For multivariate case, and assume the dimensions are independent, there is
\[\begin{align*} p(\bold{x}) &=p(x_1, x_2, ..., x_n)=\prod_{i=1}^n p(x_i) = \\ &= \frac{1}{\sqrt{(2\pi)^n\sigma^2_1\sigma^2_2...\sigma^2_n}}\exp\bigg(-\frac{1}{2}\Big(\big(\frac{x_1-\mu_1}{\sigma_1}\big)^2+\big(\frac{x_2-\mu_2}{\sigma_2}\big)^2+...+\big(\frac{x_n-\mu_n}{\sigma_n}\big)^2\Big)\bigg) \\ &= \frac{1}{\sqrt{(2\pi)^n\prod_{i=1}^n\sigma^2_i}}\exp\bigg(-\frac{1}{2}\sum_{i=1}^n\big(\frac{x_i-\mu_i}{\sigma_i}\big)^2\bigg) \end{align*}\]where, similar to one-dimensional case, $\mu_i$ is the mean and $\sigma^2_i$ is the variance with respect to the $i$-th dimension.

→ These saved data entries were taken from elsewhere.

// src/extractors/section.rs

use crate::extractors::patterns::{Field, PatternSet, MIN_SECTION_CHARS};

/// Pulls one field's section out of a cleaned AI response.
///
/// Strategies are tried in priority order: the field's primary matchers
/// first (numbered header, markdown header, bare alias), then a header-only
/// fallback scan over the field's aliases. The first body of at least
/// MIN_SECTION_CHARS wins; a full miss is an empty string, never an error.
pub struct SectionExtractor {
    patterns: PatternSet,
}

impl SectionExtractor {
    pub fn new() -> Self {
        Self::with_patterns(PatternSet::new())
    }

    pub fn with_patterns(patterns: PatternSet) -> Self {
        Self { patterns }
    }

    pub fn extract(&self, text: &str, field: Field) -> String {
        let field_patterns = self.patterns.field(field);

        for (idx, matcher) in field_patterns.matchers.iter().enumerate() {
            if let Some(body) = matcher.capture(text) {
                if adequate(body) {
                    tracing::trace!("{}: matched primary strategy {}", field, idx);
                    return body.to_string();
                }
                tracing::trace!(
                    "{}: strategy {} produced {} chars, below minimum",
                    field,
                    idx,
                    body.chars().count()
                );
            }
        }

        // Fallback: header-alias scan, capture until the next all-caps
        // header-like line or end of text.
        for matcher in &field_patterns.fallbacks {
            if let Some(body) = matcher.capture(text) {
                if adequate(body) {
                    tracing::debug!("{}: recovered via header-alias fallback", field);
                    return body.to_string();
                }
            }
        }

        String::new()
    }
}

impl Default for SectionExtractor {
    fn default() -> Self {
        Self::new()
    }
}

fn adequate(body: &str) -> bool {
    body.chars().count() >= MIN_SECTION_CHARS
}

#[cfg(test)]
mod tests {
    use super::*;

    fn extractor() -> SectionExtractor {
        SectionExtractor::new()
    }

    #[test]
    fn numbered_markdown_and_bare_headers_agree() {
        let ex = extractor();
        let expected = "Foo bar baz qux quux.";
        for text in [
            "1. EXECUTIVE SUMMARY\nFoo bar baz qux quux.",
            "## EXECUTIVE SUMMARY\nFoo bar baz qux quux.",
            "EXECUTIVE SUMMARY:\nFoo bar baz qux quux.",
        ] {
            assert_eq!(ex.extract(text, Field::Summary), expected, "input: {text:?}");
        }
    }

    #[test]
    fn capture_ends_at_next_section() {
        let ex = extractor();
        let text = "1. EXECUTIVE SUMMARY\nSummary body with enough length.\n\n\
                    2. MARKET ANALYSIS\nMarket body with enough length.";
        assert_eq!(
            ex.extract(text, Field::Summary),
            "Summary body with enough length."
        );
        assert_eq!(
            ex.extract(text, Field::MarketAnalysis),
            "Market body with enough length."
        );
    }

    #[test]
    fn short_body_is_rejected_everywhere() {
        let ex = extractor();
        // Five chars of body: below the ten-char gate on every strategy,
        // including the alias fallbacks.
        let text = "1. EXECUTIVE SUMMARY\nShort";
        assert_eq!(ex.extract(text, Field::Summary), "");
    }

    #[test]
    fn body_of_exactly_ten_chars_is_accepted() {
        let ex = extractor();
        let text = "1. EXECUTIVE SUMMARY\nabcdefghij";
        assert_eq!(ex.extract(text, Field::Summary), "abcdefghij");
    }

    #[test]
    fn first_header_occurrence_wins() {
        let ex = extractor();
        let text = "EXECUTIVE SUMMARY:\nFirst occurrence content here.\n\n\
                    EXECUTIVE SUMMARY:\nSecond occurrence content here.";
        let got = ex.extract(text, Field::Summary);
        assert!(got.starts_with("First occurrence content here."), "got: {got:?}");
    }

    #[test]
    fn alias_fallback_recovers_unnumbered_header() {
        let ex = extractor();
        // "PLAYERS" is only known as a key_players alias; no primary matcher
        // fires, the fallback scan does, and the next caps line ends it.
        let text = "PLAYERS:\nAcme Corp and Globex dominate.\nSOMETHING ELSE:\nIgnored tail.";
        assert_eq!(
            ex.extract(text, Field::KeyPlayers),
            "Acme Corp and Globex dominate."
        );
    }

    #[test]
    fn absent_section_is_empty_string() {
        let ex = extractor();
        let text = "1. EXECUTIVE SUMMARY\nOnly a summary is present here.";
        assert_eq!(ex.extract(text, Field::TechnicalDetails), "");
        assert_eq!(ex.extract(text, Field::Trends), "");
    }

    #[test]
    fn non_ascii_body_lengths_count_chars_not_bytes() {
        let ex = extractor();
        // Ten scalar values, more bytes than that in UTF-8.
        let text = "1. EXECUTIVE SUMMARY\nzusammenfä";
        assert_eq!(ex.extract(text, Field::Summary), "zusammenfä");
    }
}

let $\bold{x}-\bold{\mu}=[x_1-\mu_1, x_2-\mu_2, …, x_n-\mu_n]^{\top}$, and define the covariance matrix as
\[\Sigma = \begin{bmatrix} \sigma_1^2 & 0 & & 0 \\ 0 & \sigma_2^2 & & 0 \\ & & \ddots & \\ 0 & 0 & & \sigma_n^2 \end{bmatrix}\]There are
\[\sigma_1\sigma_2...\sigma_n = \sqrt{\det(\Sigma)}=|\Sigma|^{1/2}\]and,
\[\big(\frac{x_1-\mu_1}{\sigma_1}\big)^2+\big(\frac{x_2-\mu_2}{\sigma_2}\big)^2+...+\big(\frac{x_n-\mu_n}{\sigma_n}\big)^2 = (\bold{x}-\bold{\mu})^{\top}\Sigma^{-1}(\bold{x}-\bold{\mu})\]so,
\[p(\bold{x}) = \frac{1}{\sqrt{(2\pi)^n|\Sigma|}}\exp\bigg({-\frac{1}{2}(\bold{x}-\bold{\mu})^{\top}\Sigma^{-1}(\bold{x}-\bold{\mu})}\bigg)\]The above expression can be noted as $\bold{x}\sim\mathcal{N}(\bold{\mu}, \Sigma)$.

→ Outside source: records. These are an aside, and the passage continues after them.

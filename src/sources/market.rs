// src/sources/market.rs
use crate::utils::error::SourceError;
use chrono::{DateTime, Duration as ChronoDuration, Utc};
use serde::{Deserialize, Serialize};
use std::time::Duration;

const FINNHUB_API_URL: &str = "https://finnhub.io/api/v1";
const MARKET_WINDOW_DAYS: i64 = 30;
const REQUEST_TIMEOUT_SECS: u64 = 30;
// Sector bellwether used to gauge recent activity volume.
const ACTIVITY_PROXY_SYMBOL: &str = "AAPL";

/// Coarse market-activity snapshot merged into the research result.
#[derive(Debug, Clone, Serialize, Deserialize)]
pub struct MarketSnapshot {
    pub topic: String,
    pub timestamp: DateTime<Utc>,
    pub article_count: usize,
    pub trend_summary: String,
}

#[derive(Debug, Deserialize)]
struct CompanyNewsItem {
    #[allow(dead_code)]
    headline: Option<String>,
}

/// Client for the Finnhub `/company-news` endpoint.
pub struct MarketClient {
    client: reqwest::Client,
    api_key: String,
}

impl MarketClient {
    pub fn new(api_key: impl Into<String>) -> Result<Self, SourceError> {
        let client = reqwest::Client::builder()
            .timeout(Duration::from_secs(REQUEST_TIMEOUT_SECS))
            .build()?;
        Ok(Self {
            client,
            api_key: api_key.into(),
        })
    }

    /// Counts recent sector news and summarizes activity for the topic.
    pub async fn get_market_data(&self, topic: &str) -> Result<MarketSnapshot, SourceError> {
        let now = Utc::now();
        let from = now - ChronoDuration::days(MARKET_WINDOW_DAYS);
        let from_date = from.format("%Y-%m-%d").to_string();
        let to_date = now.format("%Y-%m-%d").to_string();

        let url = format!("{}/company-news", FINNHUB_API_URL);
        let response = self
            .client
            .get(&url)
            .query(&[
                ("symbol", ACTIVITY_PROXY_SYMBOL),
                ("from", from_date.as_str()),
                ("to", to_date.as_str()),
                ("token", self.api_key.as_str()),
            ])
            .send()
            .await?;

        let status = response.status();
        if !status.is_success() {
            let body = response.text().await.unwrap_or_default();
            tracing::error!("Market API error {}: {}", status, body);
            return Err(SourceError::Http(status));
        }

        let items: Vec<CompanyNewsItem> = response.json().await?;
        let article_count = items.len();

        Ok(MarketSnapshot {
            topic: topic.to_string(),
            timestamp: now,
            article_count,
            trend_summary: summarize_activity(topic, article_count),
        })
    }
}

fn summarize_activity(topic: &str, article_count: usize) -> String {
    format!(
        "Market analysis for {topic}: recent activity shows {article_count} news items \
         in the last {MARKET_WINDOW_DAYS} days."
    )
}

#[cfg(test)]
mod tests {
    use super::*;

    #[test]
    fn activity_summary_carries_topic_and_count() {
        let summary = summarize_activity("edge AI", 42);
        assert!(summary.contains("edge AI"));
        assert!(summary.contains("42 news items"));
    }

    #[test]
    fn snapshot_round_trips_through_json() {
        let snap = MarketSnapshot {
            topic: "edge AI".to_string(),
            timestamp: Utc::now(),
            article_count: 3,
            trend_summary: summarize_activity("edge AI", 3),
        };
        let json = serde_json::to_string(&snap).unwrap();
        let back: MarketSnapshot = serde_json::from_str(&json).unwrap();
        assert_eq!(back.article_count, 3);
        assert_eq!(back.topic, "edge AI");
    }
}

Gaussian Process Definition
Define sampling $f(\bold{x})$, that one sample is measured in $n$ dimensions $\bold{x}_i=\left[x_{i1}, x_{i2}, …, x_{in}\right]^{\top}$, and this once sampling result is $f(\bold{x}_i)=[f(x_{i1}), f(x_{i2}), …, f(x_{in})]^{\top}$. There are multiple $n$-dimensional samples $\bold{x}_1, \bold{x}_2, …, \bold{x}_m$, and the sequence of sampling results are $f(\bold{x}_1), f(\bold{x}_2), …, f(\bold{x}_m)$.

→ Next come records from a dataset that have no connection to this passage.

// src/extractors/response.rs

use once_cell::sync::Lazy;
use regex::Regex;
use serde::{Deserialize, Serialize};

use crate::extractors::list::extract_list_items;
use crate::extractors::patterns::{Field, PatternSet};
use crate::extractors::section::SectionExtractor;

/// Required string fields must exceed this length to validate as adequate.
pub const MIN_VALID_SECTION_CHARS: usize = 50;

// Collapses runs of blank lines to a single blank line before extraction.
static BLANK_RUN_RE: Lazy<Regex> =
    Lazy::new(|| Regex::new(r"\n\s*\n").expect("Failed to compile BLANK_RUN_RE"));

/// Structured view of one AI research response. Every field is always
/// present; extraction failure leaves a field empty rather than absent.
#[derive(Debug, Clone, Default, PartialEq, Eq, Serialize, Deserialize)]
pub struct ParsedRecord {
    pub summary: String,
    pub market_analysis: String,
    pub technical_details: String,
    pub business_opportunities: String,
    pub key_players: Vec<String>,
    pub trends: Vec<String>,
}

impl ParsedRecord {
    pub fn field_is_empty(&self, field: Field) -> bool {
        match field {
            Field::Summary => self.summary.is_empty(),
            Field::MarketAnalysis => self.market_analysis.is_empty(),
            Field::TechnicalDetails => self.technical_details.is_empty(),
            Field::BusinessOpportunities => self.business_opportunities.is_empty(),
            Field::KeyPlayers => self.key_players.is_empty(),
            Field::Trends => self.trends.is_empty(),
        }
    }

    /// Fields that failed to populate, in extraction order.
    pub fn missing_fields(&self) -> Vec<Field> {
        Field::ALL
            .into_iter()
            .filter(|f| self.field_is_empty(*f))
            .collect()
    }
}

/// Per-field adequacy report; advisory only, never alters the record.
#[derive(Debug, Clone, Copy, PartialEq, Eq, Serialize, Deserialize)]
pub struct ValidationReport {
    pub summary: bool,
    pub market_analysis: bool,
    pub technical_details: bool,
    pub business_opportunities: bool,
    pub key_players: bool,
    pub trends: bool,
}

impl ValidationReport {
    pub fn is_adequate(&self, field: Field) -> bool {
        match field {
            Field::Summary => self.summary,
            Field::MarketAnalysis => self.market_analysis,
            Field::TechnicalDetails => self.technical_details,
            Field::BusinessOpportunities => self.business_opportunities,
            Field::KeyPlayers => self.key_players,
            Field::Trends => self.trends,
        }
    }

    pub fn adequate_count(&self) -> usize {
        Field::ALL.iter().filter(|f| self.is_adequate(**f)).count()
    }

    pub fn all_adequate(&self) -> bool {
        self.adequate_count() == Field::ALL.len()
    }
}

/// Validates a parsed record: the four string fields must be non-empty and
/// longer than MIN_VALID_SECTION_CHARS, the two list fields non-empty.
pub fn validate_record(record: &ParsedRecord) -> ValidationReport {
    let text_ok = |s: &str| s.chars().count() > MIN_VALID_SECTION_CHARS;
    ValidationReport {
        summary: text_ok(&record.summary),
        market_analysis: text_ok(&record.market_analysis),
        technical_details: text_ok(&record.technical_details),
        business_opportunities: text_ok(&record.business_opportunities),
        key_players: !record.key_players.is_empty(),
        trends: !record.trends.is_empty(),
    }
}

/// Turns one raw AI response into a ParsedRecord. Total over all inputs:
/// the worst case is a record with every field empty.
pub struct ResponseParser {
    extractor: SectionExtractor,
}

impl ResponseParser {
    pub fn new() -> Self {
        Self::with_patterns(PatternSet::new())
    }

    pub fn with_patterns(patterns: PatternSet) -> Self {
        Self {
            extractor: SectionExtractor::with_patterns(patterns),
        }
    }

    pub fn parse_research_response(&self, response: &str) -> ParsedRecord {
        if response.trim().is_empty() {
            tracing::warn!("Empty response received, returning empty record");
            return ParsedRecord::default();
        }

        tracing::info!("Parsing response of length {}", response.len());
        let cleaned = clean_response(response);

        let mut record = ParsedRecord::default();
        for field in Field::ALL {
            let content = self.extractor.extract(&cleaned, field);

            if content.is_empty() {
                tracing::warn!("Failed to extract {}", field);
            } else {
                tracing::info!("Extracted {}: {} characters", field, content.len());
            }

            match field {
                Field::Summary => record.summary = content,
                Field::MarketAnalysis => record.market_analysis = content,
                Field::TechnicalDetails => record.technical_details = content,
                Field::BusinessOpportunities => record.business_opportunities = content,
                Field::KeyPlayers => record.key_players = extract_list_items(&content),
                Field::Trends => record.trends = extract_list_items(&content),
            }
        }

        record
    }
}

impl Default for ResponseParser {
    fn default() -> Self {
        Self::new()
    }
}

fn clean_response(response: &str) -> String {
    BLANK_RUN_RE.replace_all(response, "\n\n").trim().to_string()
}

#[cfg(test)]
mod tests {
    use super::*;

    fn six_section_response() -> String {
        "1. EXECUTIVE SUMMARY\n\
         Quantum batteries are storage devices that exploit quantum effects to charge faster than classical cells allow.\n\n\
         2. MARKET ANALYSIS\n\
         The storage market is projected to reach eighty billion dollars by 2032, with double-digit annual growth.\n\n\
         3. TECHNICAL DETAILS\n\
         Prototypes rely on superabsorption in organic microcavities; coherence time remains the binding constraint.\n\n\
         4. BUSINESS OPPORTUNITIES\n\
         Licensing cavity designs to cell manufacturers and selling characterization tooling are the nearest-term plays.\n\n\
         5. KEY PLAYERS\n\
         - CSIRO\n\
         - IIT Genova\n\
         - Quantum Battery Labs\n\n\
         6. TRENDS\n\
         - Superabsorption demonstrations moving from simulation to hardware\n\
         - Growing venture interest in quantum energy startups\n"
            .to_string()
    }

    #[test]
    fn empty_and_whitespace_inputs_yield_empty_record() {
        let parser = ResponseParser::new();
        for input in ["", "   ", "\n\n\t"] {
            let record = parser.parse_research_response(input);
            assert_eq!(record, ParsedRecord::default(), "input: {input:?}");
        }
    }

    #[test]
    fn parsing_is_idempotent() {
        let parser = ResponseParser::new();
        let response = six_section_response();
        assert_eq!(
            parser.parse_research_response(&response),
            parser.parse_research_response(&response)
        );
    }

    #[test]
    fn all_six_fields_populate_from_well_formed_response() {
        let parser = ResponseParser::new();
        let record = parser.parse_research_response(&six_section_response());

        assert!(record.summary.starts_with("Quantum batteries"));
        assert!(record.market_analysis.contains("eighty billion"));
        assert!(record.technical_details.contains("superabsorption"));
        assert!(record.business_opportunities.contains("Licensing"));
        assert_eq!(
            record.key_players,
            vec!["CSIRO", "IIT Genova", "Quantum Battery Labs"]
        );
        assert_eq!(record.trends.len(), 2);
        assert!(record.missing_fields().is_empty());

        let report = validate_record(&record);
        assert!(report.all_adequate(), "report: {report:?}");
    }

    #[test]
    fn header_markup_variants_produce_identical_summaries() {
        let parser = ResponseParser::new();
        let variants = [
            "1. EXECUTIVE SUMMARY\nFoo bar baz qux quux.",
            "## EXECUTIVE SUMMARY\nFoo bar baz qux quux.",
            "EXECUTIVE SUMMARY:\nFoo bar baz qux quux.",
        ];
        for text in variants {
            let record = parser.parse_research_response(text);
            assert_eq!(record.summary, "Foo bar baz qux quux.", "input: {text:?}");
        }
    }

    #[test]
    fn missing_fields_reports_extraction_gaps() {
        let parser = ResponseParser::new();
        let record =
            parser.parse_research_response("1. EXECUTIVE SUMMARY\nA summary and nothing else here.");
        let missing = record.missing_fields();
        assert!(!missing.contains(&Field::Summary));
        assert!(missing.contains(&Field::TechnicalDetails));
        assert!(missing.contains(&Field::KeyPlayers));
    }

    #[test]
    fn blank_line_runs_are_collapsed_before_extraction() {
        let parser = ResponseParser::new();
        let text = "1. EXECUTIVE SUMMARY\n\n\n\n   \nA summary separated by noisy blank lines.\n\n\n\n2. MARKET ANALYSIS\nStill extracted correctly afterwards.";
        let record = parser.parse_research_response(text);
        assert_eq!(record.summary, "A summary separated by noisy blank lines.");
        assert_eq!(record.market_analysis, "Still extracted correctly afterwards.");
    }

    #[test]
    fn validation_threshold_is_strictly_greater_than_fifty() {
        let exactly_50 = "x".repeat(50);
        let exactly_51 = "x".repeat(51);

        let mut record = ParsedRecord {
            summary: exactly_51,
            ..ParsedRecord::default()
        };
        assert!(validate_record(&record).summary);

        record.summary = exactly_50;
        assert!(!validate_record(&record).summary);
    }

    #[test]
    fn validation_of_list_fields_requires_non_empty() {
        let record = ParsedRecord {
            key_players: vec!["Acme".to_string()],
            ..ParsedRecord::default()
        };
        let report = validate_record(&record);
        assert!(report.key_players);
        assert!(!report.trends);
        assert_eq!(report.adequate_count(), 1);
        assert!(!report.all_adequate());
    }

    #[test]
    fn validator_does_not_mutate_the_record() {
        let record = ParsedRecord {
            summary: "short".to_string(),
            ..ParsedRecord::default()
        };
        let before = record.clone();
        let _ = validate_record(&record);
        assert_eq!(record, before);
    }
}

This process $f(\bold{x}_1), f(\bold{x}_2), …, f(\bold{x}_m)$ is termed Gaussian process.
RBF Kernel Function
Kernel function determines how Gaussian process is defined, and it RBF (Radial Basis Function) kernel function is a popular kernel function used a covariance matrix to measure the similarity between two samples., and it is defined as
\[\kappa(\bold{x}_i, \bold{x}_j) = \sigma^2\exp\big(-\frac{1}{2l^2}||\bold{x}-\bold{x}'||^2\big)\]where $l$ is the distance between two samples, and $\sigma^2$ is the variance.
Below are some examples of different kernel functions.

</br>
Gaussian Process Example and Visualization
Assume prior $f(\bold{x})\sim\mathcal{N}(\bold{\mu}_f, \Sigma_{ff})$ follows the Gaussian process, and there are some observation $(\bold{x}^*, \bold{y}^*)$ that are considered following the Gaussian process as well, i.e.,
\[\begin{bmatrix} f(\bold{x}) \\ \bold{y}^* \end{bmatrix} \sim\mathcal{N}\bigg(\begin{bmatrix} \bold{\mu}_f \\ \bold{\mu}_y \end{bmatrix}, \begin{bmatrix} \Sigma_{ff} & \Sigma_{fy} \\ \Sigma_{fy} & \Sigma_{yy} \end{bmatrix}\bigg)\]As sample size grows, the posterior distribution of the Gaussian process can be calculated by
\[f\sim\mathcal{N}(\Sigma^{\top}_{fy}\Sigma_{ff}^{-1}\bold{y}+\bold{\mu}_f, \Sigma_{ff}-\Sigma^{\top}_{fy}\Sigma_{y}^{-1}\Sigma_{fy})\]where $\Sigma_{ff}=\kappa(\bold{x}, \bold{x})$, $\Sigma_{fy}=\kappa(\bold{x}, \bold{x}^*)$, $\Sigma_{yy}=\kappa(\bold{x}^*, \bold{x}^*)$. Here uses RBF as kernel function $\kappa(\bold{x}, \bold{x}’)$.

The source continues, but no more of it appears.